In the entries below, filter for the word "MoveError" and copy every matching line.

►

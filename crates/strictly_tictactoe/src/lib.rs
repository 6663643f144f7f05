//! Strictly Tic-Tac-Toe - pure game logic
//!
//! A two-player tic-tac-toe engine. Boards and sessions are values: a move
//! produces a new session and the status (in progress, won, draw) is always
//! derived from the board.
//!
//! # Example
//!
//! ```
//! use strictly_tictactoe::{GameStatus, Mark, apply_move, reset};
//!
//! let mut session = reset();
//! for index in [0, 4, 1, 3, 2] {
//!     session = apply_move(&session, index)?;
//! }
//! assert_eq!(session.status(), GameStatus::Won(Mark::X));
//! # Ok::<(), strictly_tictactoe::MoveError>(())
//! ```

#![warn(missing_docs)]
#![forbid(unsafe_code)]

mod error;
mod position;
pub mod rules;
mod session;
mod types;

pub use error::MoveError;
pub use position::Position;
pub use rules::{Line, evaluate, winning_line};
pub use session::{GameSession, apply_move, reset};
pub use types::{Board, GameStatus, Mark, Square};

◄

> _Solution_:
//! # Ok::<(), strictly_tictactoe::MoveError>(())
pub use error::MoveError;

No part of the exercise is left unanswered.